PMC · DOI: 10.7759/cureus.87234 · Cureus · 2025-07-03

## TL;DR

This study shows that many type 2 diabetes patients with normal office blood pressure have hidden hypertension, highlighting the need for ambulatory monitoring.

## Contribution

The study identifies masked hypertension patterns in normotensive type 2 diabetes patients using ambulatory blood pressure monitoring in a South Indian hospital.

## Key findings

- 38.6% of normotensive type 2 diabetes patients had masked hypertension.
- Among masked hypertensives, 63.63% had both daytime and nocturnal hypertension.
- Age was a significant factor influencing masked hypertension.

## Abstract

Systemic hypertension (HTN) is one of the most common comorbidities in diabetes mellitus (DM). Diabetic patients with HTN have a several-fold increased risk of cardiovascular disease (CVD) as compared to normotensive nondiabetic controls. Routine office blood pressure (BP) measurement does not help diagnose hypertensive phenotypes such as masked hypertension, white coat hypertension, etc. Hence, ambulatory blood pressure monitoring (ABPM) is a valuable tool for diagnosing these conditions, as it can help identify adverse cardiovascular complications.
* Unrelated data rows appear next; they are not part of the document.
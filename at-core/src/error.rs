use crate::response::AtResponse;
use thiserror::Error;

/// Main error type for AT transactions
#[derive(Error, Debug)]
pub enum AtError {
    #[error("Connection error: {0}")]
    Connection(#[from] std::io::Error),

    /// The transport's own per-read timeout expired.
    ///
    /// `transferred` counts bytes the transport had already placed into the
    /// caller's buffer before giving up. Most transports report 0 here.
    #[error("Timeout ({transferred} bytes transferred)")]
    Timeout { transferred: usize },

    #[error("Not connected")]
    NotConnected,

    #[error("Invalid data: {0}")]
    InvalidData(String),

    #[error("Response exceeds buffer capacity of {capacity} bytes")]
    BufferOverflow { capacity: usize },

    #[error("Accumulator task failed: {0}")]
    Task(String),

    #[error("Invalid configuration: {0}")]
    Config(String),
}

impl AtError {
    /// Timeout error with no partially transferred bytes
    pub fn timeout() -> Self {
        AtError::Timeout { transferred: 0 }
    }

    /// Whether this error is timeout-class, i.e. "no data available yet"
    ///
    /// Timeout-class errors are recoverable: a reader should retry rather
    /// than abort. Everything else is fatal.
    pub fn is_timeout(&self) -> bool {
        match self {
            AtError::Timeout { .. } => true,
            AtError::Connection(e) => matches!(
                e.kind(),
                std::io::ErrorKind::TimedOut | std::io::ErrorKind::WouldBlock
            ),
            _ => false,
        }
    }

    /// Bytes delivered alongside a timeout-class error
    pub fn transferred(&self) -> usize {
        match self {
            AtError::Timeout { transferred } => *transferred,
            _ => 0,
        }
    }
}

/// Result type alias for AT operations
pub type AtResult<T> = Result<T, AtError>;

/// A failed transaction
///
/// Carries whatever response could be produced before the failure. After a
/// write failure the response has no data; after a fatal read failure it
/// holds the lines classified from the bytes received up to that point.
#[derive(Error, Debug)]
#[error("AT transaction {:?} failed: {source}", .response.command())]
pub struct TransactionError {
    response: AtResponse,
    #[source]
    source: AtError,
}

impl TransactionError {
    pub fn new(response: AtResponse, source: AtError) -> Self {
        Self { response, source }
    }

    /// The partially populated response
    pub fn response(&self) -> &AtResponse {
        &self.response
    }

    /// The underlying error
    pub fn error(&self) -> &AtError {
        &self.source
    }

    pub fn into_parts(self) -> (AtResponse, AtError) {
        (self.response, self.source)
    }
}
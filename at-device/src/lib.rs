//! AT command transaction engine
//!
//! This crate runs command/response exchanges with AT-style modules over
//! any [`at_transport::StreamAccessor`]:
//!
//! - `accumulator`: deadline-bounded collection of fragmented reply bytes
//! - `engine`: one write, one read window, one classification per call
//! - `device`: named devices with init/close/drain lifecycle
//! - `config`: device configuration

pub mod accumulator;
pub mod buffer;
pub mod config;
pub mod deadline;
pub mod device;
pub mod engine;

pub use accumulator::{accumulate, Accumulated};
pub use buffer::{AccumulationBuffer, DEFAULT_BUFFER_CAPACITY};
pub use config::DeviceConfig;
pub use deadline::Deadline;
pub use device::{AtDevice, Device};
pub use engine::{EngineSettings, TransactionEngine};
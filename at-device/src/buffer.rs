//! Fixed-capacity accumulation buffer

/// Default accumulation buffer capacity in bytes
pub const DEFAULT_BUFFER_CAPACITY: usize = 256;

/// Receives the bytes of one transaction across many partial reads
///
/// The storage is zero-filled and never grows. `len` is the running write
/// offset; it never exceeds the capacity.
#[derive(Debug, Clone)]
pub struct AccumulationBuffer {
    data: Box<[u8]>,
    len: usize,
}

impl AccumulationBuffer {
    pub fn new(capacity: usize) -> Self {
        Self {
            data: vec![0u8; capacity].into_boxed_slice(),
            len: 0,
        }
    }

    pub fn capacity(&self) -> usize {
        self.data.len()
    }

    pub fn len(&self) -> usize {
        self.len
    }

    pub fn is_empty(&self) -> bool {
        self.len == 0
    }

    pub fn is_full(&self) -> bool {
        self.len == self.data.len()
    }

    /// Bytes accumulated so far
    pub fn filled(&self) -> &[u8] {
        &self.data[..self.len]
    }

    /// Region the next read writes into
    pub fn unfilled_mut(&mut self) -> &mut [u8] {
        &mut self.data[self.len..]
    }

    /// Commit `n` bytes written into [`unfilled_mut`](Self::unfilled_mut)
    ///
    /// Clamped to the capacity.
    pub fn advance(&mut self, n: usize) {
        self.len = (self.len + n).min(self.data.len());
    }
}

impl Default for AccumulationBuffer {
    fn default() -> Self {
        Self::new(DEFAULT_BUFFER_CAPACITY)
    }
}
//! Transaction deadline

use std::time::Duration;
use tokio::task::JoinHandle;
use tokio_util::sync::CancellationToken;

/// Wall-clock budget for one accumulation window
///
/// Cancels its token once `duration` has elapsed. Dropping the deadline
/// stops the timer and cancels the token at once, so a reader bound to it
/// never outlives its owner.
#[derive(Debug)]
pub struct Deadline {
    token: CancellationToken,
    timer: JoinHandle<()>,
}

impl Deadline {
    /// Start the timer now
    pub fn start(duration: Duration) -> Self {
        let token = CancellationToken::new();
        let timer = {
            let token = token.clone();
            tokio::spawn(async move {
                tokio::time::sleep(duration).await;
                token.cancel();
            })
        };
        Self { token, timer }
    }

    /// Token cancelled when the deadline expires
    pub fn token(&self) -> CancellationToken {
        self.token.clone()
    }

    pub fn is_expired(&self) -> bool {
        self.token.is_cancelled()
    }
}

impl Drop for Deadline {
    fn drop(&mut self) {
        self.timer.abort();
        self.token.cancel();
    }
}
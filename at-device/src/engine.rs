//! AT transaction engine
//!
//! One call to [`TransactionEngine::execute`] is exactly one write followed
//! by one bounded read window:
//!
//! ```text
//! Idle -> Writing -> Accumulating -> Classifying -> Done
//!            |             |
//!            +-> Done(err) +-> Done(err), after classifying partial bytes
//! ```
//!
//! The accumulator runs on its own tokio task so the deadline can stop it
//! from outside while a read is pending. The transport and the buffer are
//! moved into that task and come back through its join handle, so each has
//! a single owner at all times and the buffer is only inspected after the
//! join.

use crate::accumulator::{accumulate, Accumulated};
use crate::buffer::{AccumulationBuffer, DEFAULT_BUFFER_CAPACITY};
use crate::deadline::Deadline;
use at_core::{classify, AtError, AtResponse, AtResult, TransactionError};
use at_transport::StreamAccessor;
use std::time::Duration;

/// Engine settings
#[derive(Debug, Clone, Copy, PartialEq, Eq)]
pub struct EngineSettings {
    /// Capacity of the per-transaction accumulation buffer
    pub buffer_capacity: usize,
}

impl Default for EngineSettings {
    fn default() -> Self {
        Self {
            buffer_capacity: DEFAULT_BUFFER_CAPACITY,
        }
    }
}

/// Runs AT command/response transactions over an exclusively owned
/// transport
///
/// If the accumulator task panics, or the `execute` future is dropped while
/// accumulating, the transport is lost and every later call fails with
/// [`AtError::NotConnected`]. A dropped `execute` also cancels its deadline,
/// so the accumulator stops and releases the transport right away.
#[derive(Debug)]
pub struct TransactionEngine<T> {
    transport: Option<T>,
    settings: EngineSettings,
}

impl<T> TransactionEngine<T>
where
    T: StreamAccessor + 'static,
{
    pub fn new(transport: T) -> Self {
        Self::with_settings(transport, EngineSettings::default())
    }

    pub fn with_settings(transport: T, settings: EngineSettings) -> Self {
        Self {
            transport: Some(transport),
            settings,
        }
    }

    pub fn settings(&self) -> &EngineSettings {
        &self.settings
    }

    pub fn set_settings(&mut self, settings: EngineSettings) {
        self.settings = settings;
    }

    pub fn transport(&self) -> AtResult<&T> {
        self.transport.as_ref().ok_or(AtError::NotConnected)
    }

    pub fn transport_mut(&mut self) -> AtResult<&mut T> {
        self.transport.as_mut().ok_or(AtError::NotConnected)
    }

    /// Give the transport back, if the engine still holds it
    pub fn into_transport(self) -> Option<T> {
        self.transport
    }

    /// Send `command` and collect the reply for `timeout`
    ///
    /// `command` is written verbatim, terminator included. The call always
    /// takes the full `timeout` unless the write or a read fails fatally.
    ///
    /// # Errors
    /// - Write failure: the error with a response holding no data.
    /// - Fatal read failure or buffer overflow: the error with a response
    ///   classified from the bytes received before the failure.
    ///
    /// A reply that is empty or not recognized is not an error; the
    /// response simply has no data.
    pub async fn execute(
        &mut self,
        command: &str,
        timeout: Duration,
    ) -> Result<AtResponse, TransactionError> {
        let fail = |e: AtError| TransactionError::new(AtResponse::empty(command), e);

        let transport = self.transport_mut().map_err(fail)?;
        log::debug!("Writing {:?}", command);
        if let Err(e) = transport.write_all(command.as_bytes()).await {
            log::warn!("Failed to write {:?}: {}", command, e);
            return Err(fail(e));
        }

        let (buffer, outcome) = self.accumulate(timeout).await.map_err(fail)?;
        log::debug!(
            "Accumulated {} bytes in {} reads for {:?}",
            outcome.received,
            outcome.reads,
            command
        );

        let classification = classify(command, buffer.filled());
        log::debug!(
            "Classified reply to {:?} as {:?}: {:?}",
            command,
            classification.kind,
            classification.lines
        );

        let response = AtResponse::new(command, classification.lines);
        match outcome.error {
            Some(e) => Err(TransactionError::new(response, e)),
            None => Ok(response),
        }
    }

    /// Discard unsolicited bytes until the line goes quiet
    ///
    /// Reads one byte at a time and stops at the first read that delivers
    /// nothing, whether it returns 0 or times out.
    ///
    /// # Returns
    /// Number of bytes discarded
    ///
    /// # Errors
    /// Non-recoverable read errors are returned.
    pub async fn drain(&mut self) -> AtResult<usize> {
        let transport = self.transport_mut()?;
        let mut byte = [0u8; 1];
        let mut discarded = 0;

        loop {
            let delivered = match transport.read(&mut byte).await {
                Ok(n) => n,
                Err(e) if e.is_timeout() => e.transferred(),
                Err(e) => return Err(e),
            };
            if delivered == 0 {
                break;
            }
            discarded += delivered;
        }

        if discarded > 0 {
            log::debug!("Drained {} unsolicited bytes", discarded);
        }
        Ok(discarded)
    }

    async fn accumulate(&mut self, timeout: Duration) -> AtResult<(AccumulationBuffer, Accumulated)> {
        let mut transport = self.transport.take().ok_or(AtError::NotConnected)?;
        let mut buffer = AccumulationBuffer::new(self.settings.buffer_capacity);

        let deadline = Deadline::start(timeout);
        let cancel = deadline.token();
        let task = tokio::spawn(async move {
            let outcome = accumulate(&mut transport, &mut buffer, &cancel).await;
            (transport, buffer, outcome)
        });

        let (transport, buffer, outcome) = task
            .await
            .map_err(|e| AtError::Task(e.to_string()))?;
        self.transport = Some(transport);
        Ok((buffer, outcome))
    }
}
Aims: To study the patterns of ambulatory blood pressure profile in normotensive patients with type 2 DM.

Methodology: This was a cross-sectional study conducted among all patients aged 18 years and above who attended the endocrinology outpatient department of a tertiary care hospital.

Results: The total number of participants in the study was 57, with a mean age of 55.26 years (SD 13.52) among patients. Males comprised the majority, at 32 (56.1%). Masked hypertension was found in 22 (38.6%) patients who had normal blood pressure on routine office BP measurements. Among the masked hypertensive group, 10 (45.5%) patients were dippers, nine (40.9%) were non-dippers, and the rest were reverse dippers. Of those with masked hypertension, 4.54% (n=1) had isolated daytime hypertension, 31.8% (n=7) had isolated nocturnal hypertension, and 63.63% (n=14) had both. Age was the factor that influenced masked hypertension in the study.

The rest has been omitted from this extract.